Così fan tutte, Garsington Opera review - gambling with the highest stakes

All images by Craig Fuller

★★★★ COSÌ FAN TUTTE, GARSINGTON OPERA A shrewd staging of this 'School for Lovers'

The scene is Monte-Carlo, around the beginning of the last century: a carefully observed world of cloudless skies, glittering seas, high society and careless privilege shared with Death in Venice. John Cox’s staging works in cool harmony with the timeless, dangerous comedy of sexual politics devised by Mozart and da Ponte – and with the specifically English culture of country-house opera.
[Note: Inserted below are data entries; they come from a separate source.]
//! Parallel multi-worker SEO analysis engine for SEOScan
//!
//! Raw product JSON flows through the transformer into four aspect-specific
//! input shapes, the orchestrator fans those out to four analysis workers
//! concurrently, and the results are folded into one weighted score plus a
//! merged, priority-sorted suggestion list. Every failure mode degrades to a
//! complete, lower-confidence result; no error escapes the batch entry points.

pub mod input;
pub mod judges;
pub mod orchestrator;
pub mod prompt;
pub mod report;
pub mod schema;
pub mod simplified;
pub mod transformer;
pub mod worker;

#[cfg(test)]
mod tests;

pub use input::{
    ImageInput, MetafieldInput, ParallelAnalysisInput, PriorAnalysis, ProductContentInput,
    SeoMetadataInput, SuggestionRecord,
};
pub use orchestrator::ParallelSeoAnalyzer;
pub use report::{
    AnalysisResult, AnalysisSummary, AnalysisType, FieldScore, ParallelAnalysisResult, Priority,
    Suggestion, SuggestionType,
};
pub use simplified::{SimplifiedAnalyzer, SimplifiedProductAnalysis, SimplifiedSuggestion};
pub use transformer::{ProductTransformer, RawProduct, ValidationReport};
pub use worker::{AnalysisWorker, AspectJudge};

// Re-export core types
pub use seoscan_core::{BrandContext, Error, Result, StructuredModel};
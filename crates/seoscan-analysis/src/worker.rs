//! Generic analysis worker
//!
//! The four workers share one algorithm and differ only in prompt text,
//! response gating, and heuristic-fallback arithmetic, so the shared part
//! lives here and the per-aspect part is an `AspectJudge` implementation.

use std::sync::Arc;

use crate::prompt;
use crate::report::{AnalysisResult, AnalysisType};
use crate::schema::{self, ModelResponse};
use seoscan_core::{BrandContext, Error, Result, StructuredModel};

/// Per-aspect specialization plugged into `AnalysisWorker`
pub trait AspectJudge: Send + Sync {
    type Input: Send + Sync;

    fn aspect(&self) -> AnalysisType;

    /// Role persona prepended to the system instruction
    fn persona(&self) -> &'static str;

    /// Task prompt describing what to judge for this input
    fn task_prompt(&self, product_id: &str, input: &Self::Input) -> String;

    /// Deterministic scorer used when the model path fails; must never panic
    /// and always returns a complete result with `"Fallback analysis:"`
    /// prefixed feedback
    fn heuristic(&self, product_id: &str, input: &Self::Input) -> AnalysisResult;

    /// Whether responses go through the strict validity gate
    fn strict_gate(&self) -> bool {
        false
    }
}

/// One analysis worker: a judge plus an optional model backend
///
/// `analyze` is infallible by contract. Model-call failures, timeouts,
/// malformed responses, and gate rejections are all absorbed here and
/// degrade to the judge's heuristic result.
pub struct AnalysisWorker<J: AspectJudge> {
    judge: J,
    model: Option<Arc<dyn StructuredModel>>,
}

impl<J: AspectJudge> AnalysisWorker<J> {
    /// Heuristic-only worker, used when no backend is configured
    pub fn new(judge: J) -> Self {
        Self { judge, model: None }
    }

    pub fn with_model(judge: J, model: Arc<dyn StructuredModel>) -> Self {
        Self {
            judge,
            model: Some(model),
        }
    }

    pub fn aspect(&self) -> AnalysisType {
        self.judge.aspect()
    }

    pub async fn analyze(
        &self,
        product_id: &str,
        input: &J::Input,
        brand: Option<&BrandContext>,
    ) -> AnalysisResult {
        match self.model_analysis(product_id, input, brand).await {
            Ok(result) => result,
            Err(e) => {
                log::warn!(
                    "{} worker falling back to heuristic scoring: {}",
                    self.judge.aspect().label(),
                    e
                );
                self.judge.heuristic(product_id, input)
            }
        }
    }

    async fn model_analysis(
        &self,
        product_id: &str,
        input: &J::Input,
        brand: Option<&BrandContext>,
    ) -> Result<AnalysisResult> {
        let model = self
            .model
            .as_ref()
            .ok_or_else(|| Error::Configuration("no model backend configured".to_string()))?;

        let system = prompt::build_system(self.judge.persona(), brand);
        let task = self.judge.task_prompt(product_id, input);

        let value = model
            .generate_structured(&system, &task, prompt::RESPONSE_SCHEMA)
            .await?;

        let response: ModelResponse =
            serde_json::from_value(value).map_err(|e| Error::Serialization(e.to_string()))?;

        if self.judge.strict_gate() {
            schema::validate_strict(&response)?;
        }

        Ok(schema::repair(self.judge.aspect(), product_id, response))
    }
}
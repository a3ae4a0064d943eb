//! Shared prompt scaffolding for the analysis workers
//!
//! Each worker concatenates its role persona with the common formatting
//! contract, then appends the brand-voice fragment when one is supplied.

use seoscan_core::BrandContext;

/// JSON shape every worker asks the backend to produce
pub const RESPONSE_SCHEMA: &str = r#"{
  "score": <integer 0-100, overall score for this aspect>,
  "fieldScores": [
    {"field": <string, exact field name given in the task>, "score": <integer 0-100>, "description": <string>}
  ],
  "suggestions": [
    {"type": <"title"|"description"|"meta-description"|"alt-text"|"structured-data"|"metafield"|"keywords"|"duplicate-content">,
     "priority": <"high"|"medium"|"low">,
     "field": <string>,
     "current": <string, the content as it is now>,
     "suggested": <string, the concrete replacement content - never an instruction>,
     "reason": <string>,
     "impact": <string>}
  ],
  "feedback": <string, short prose summary of this aspect>
}"#;

/// Formatting rules shared by all four workers
const FORMAT_INSTRUCTIONS: &str = "Score each named field from 0 to 100 and provide concrete, \
ready-to-use replacement content in every suggestion. Never suggest that content should be \
written; write it. Keep feedback to two sentences.";

/// Build the system instruction: persona, formatting contract, optional brand voice
pub fn build_system(persona: &str, brand: Option<&BrandContext>) -> String {
    let mut system = format!("{} {}", persona, FORMAT_INSTRUCTIONS);
    if let Some(brand) = brand {
        system.push(' ');
        system.push_str(&brand.prompt_fragment());
    }
    system
}
//! Process-wide resource ceilings.
//!
//! On unix these map to `setrlimit(2)`. The limits are cumulative for the
//! whole process: CPU time spent by one candidate counts against the next.
//! Elsewhere the limiter is a no-op and the runner's wall-clock timeout is
//! the only backstop.

use crate::config::ResourceLimits;

/// Applies [`ResourceLimits`] to the current process.
pub trait ResourceLimiter: Send + Sync {
    /// Applies the ceilings, or describes why it could not.
    fn apply(&self, limits: &ResourceLimits) -> Result<(), String>;

    fn name(&self) -> &'static str;
}

/// `setrlimit`-backed limiter.
#[cfg(unix)]
pub struct UnixRlimits;

#[cfg(unix)]
impl UnixRlimits {
    fn set(resource: RlimitResource, value: u64) -> Result<(), String> {
        let lim = libc::rlimit {
            rlim_cur: value as libc::rlim_t,
            rlim_max: value as libc::rlim_t,
        };
        // SAFETY: rlimit is a plain struct and the pointer is valid for the
        // duration of the call.
        let rc = unsafe { libc::setrlimit(resource, &lim) };
        if rc == 0 {
            Ok(())
        } else {
            Err(std::io::Error::last_os_error().to_string())
        }
    }
}

#[cfg(all(unix, target_os = "linux"))]
type RlimitResource = libc::__rlimit_resource_t;
#[cfg(all(unix, not(target_os = "linux")))]
type RlimitResource = libc::c_int;

#[cfg(unix)]
impl ResourceLimiter for UnixRlimits {
    fn apply(&self, limits: &ResourceLimits) -> Result<(), String> {
        if let Some(mb) = limits.memory_mb {
            Self::set(libc::RLIMIT_AS, mb.saturating_mul(1024 * 1024))
                .map_err(|e| format!("RLIMIT_AS: {}", e))?;
        }
        if let Some(secs) = limits.cpu_secs {
            Self::set(libc::RLIMIT_CPU, secs).map_err(|e| format!("RLIMIT_CPU: {}", e))?;
        }
        Ok(())
    }

    fn name(&self) -> &'static str {
        "setrlimit"
    }
}

/// Limiter for platforms without `setrlimit`.
pub struct NoopLimiter;

impl ResourceLimiter for NoopLimiter {
    fn apply(&self, limits: &ResourceLimits) -> Result<(), String> {
        if !limits.is_unbounded() {
            tracing::warn!("resource ceilings requested but unsupported on this platform");
        }
        Ok(())
    }

    fn name(&self) -> &'static str {
        "noop"
    }
}

/// The best limiter available on this platform.
pub fn platform_limiter() -> Box<dyn ResourceLimiter> {
    #[cfg(unix)]
    {
        Box::new(UnixRlimits)
    }
    #[cfg(not(unix))]
    {
        Box::new(NoopLimiter)
    }
}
The first night on Thursday was slow to ignite, a touch clunky in transition from casino table to hotel suite, conducted by Tobias Ringborg as if dotting every i in a recording studio. It snapped together with a beautifully centred “Smanie implacabili” from Polly Leech’s Dorabella, pitched acutely between a caricature of desperation and genuine anxiety. Leech’s cry of “Fuggi, fuggi, fuggi” – in response to nothing more than a cup of hot chocolate – captures the spirit of the piece in a nutshell, as a knife-edge parody of and homage to operatic conventions (and her biscuit eating deserves an Oscar nomination). Likewise, Camilla Harris sings Fiordiligi’s “Come scoglio” with a secure command of its perilous leaps of register, and crucially without putting on airs of eternal chastity. The two officers – and Albanians (pictured above) – are just as finely distinguished from each other as the sisters. As a silkily Italianate Guilermo, Seán Boylan is no more wholly the brittle Casanova than Gavan Ring is the vulnerable poet, though Ferrando’s “Un’aura amorosa” lets the tension sag before the first-act finale, a serenade sung as a soliloquy. All four lovers give youthful and impetuous but fully rounded accounts of their roles.

It is at this point that “Bella vita militar” – crisply dispatched by a well-drilled Garsington Chorus – takes on graver significance than a put-up job. The sisters’ (temporary) reappearance as military nurses stamps a specific time and context on Don Alfonso’s wager. It also charges the drama with vital and provisional tension: perhaps Don Alfonso is no more master of the situation than anyone else. Henry Waddington leaves world-weary cynicism to our imaginations and sings him as a polished chancer largely operating on the fly. The first-act finale itself comes together as a superbly musical piece of work, stage and score moving in rapid and ingenious sync. A measure of agency – again temporary –  passes to the girls in the second act while the subtleties of staging and characterisation multiply, so much so that the big reveal – and Così has to end somehow – comes as a slight let-down by throwing the fate of the lovers to chance. Sung by Ailish Tynan (pictured above) with knockout timing and brightly focused tone, Despina is left as hurt and confused as the sisters.

Full of human warmth as well as uncomfortable truths, like the pages of La Rochefoucauld come to life, it’s nevertheless a Così of considerably greater charm and more lasting satisfactions than either of the current ENO and Royal Opera stagings, operating at the highest musical levels. Ringborg supplies an unfussy fortepiano continuo and secures crisp, colourful playing from The English Concert: the horns deserve special mention for their spicy obbligato support of Fiordiligi’s “Per pietà”. Those of us already inclined to think of Così fan tutte as something like the perfect opera will find every confirmation here.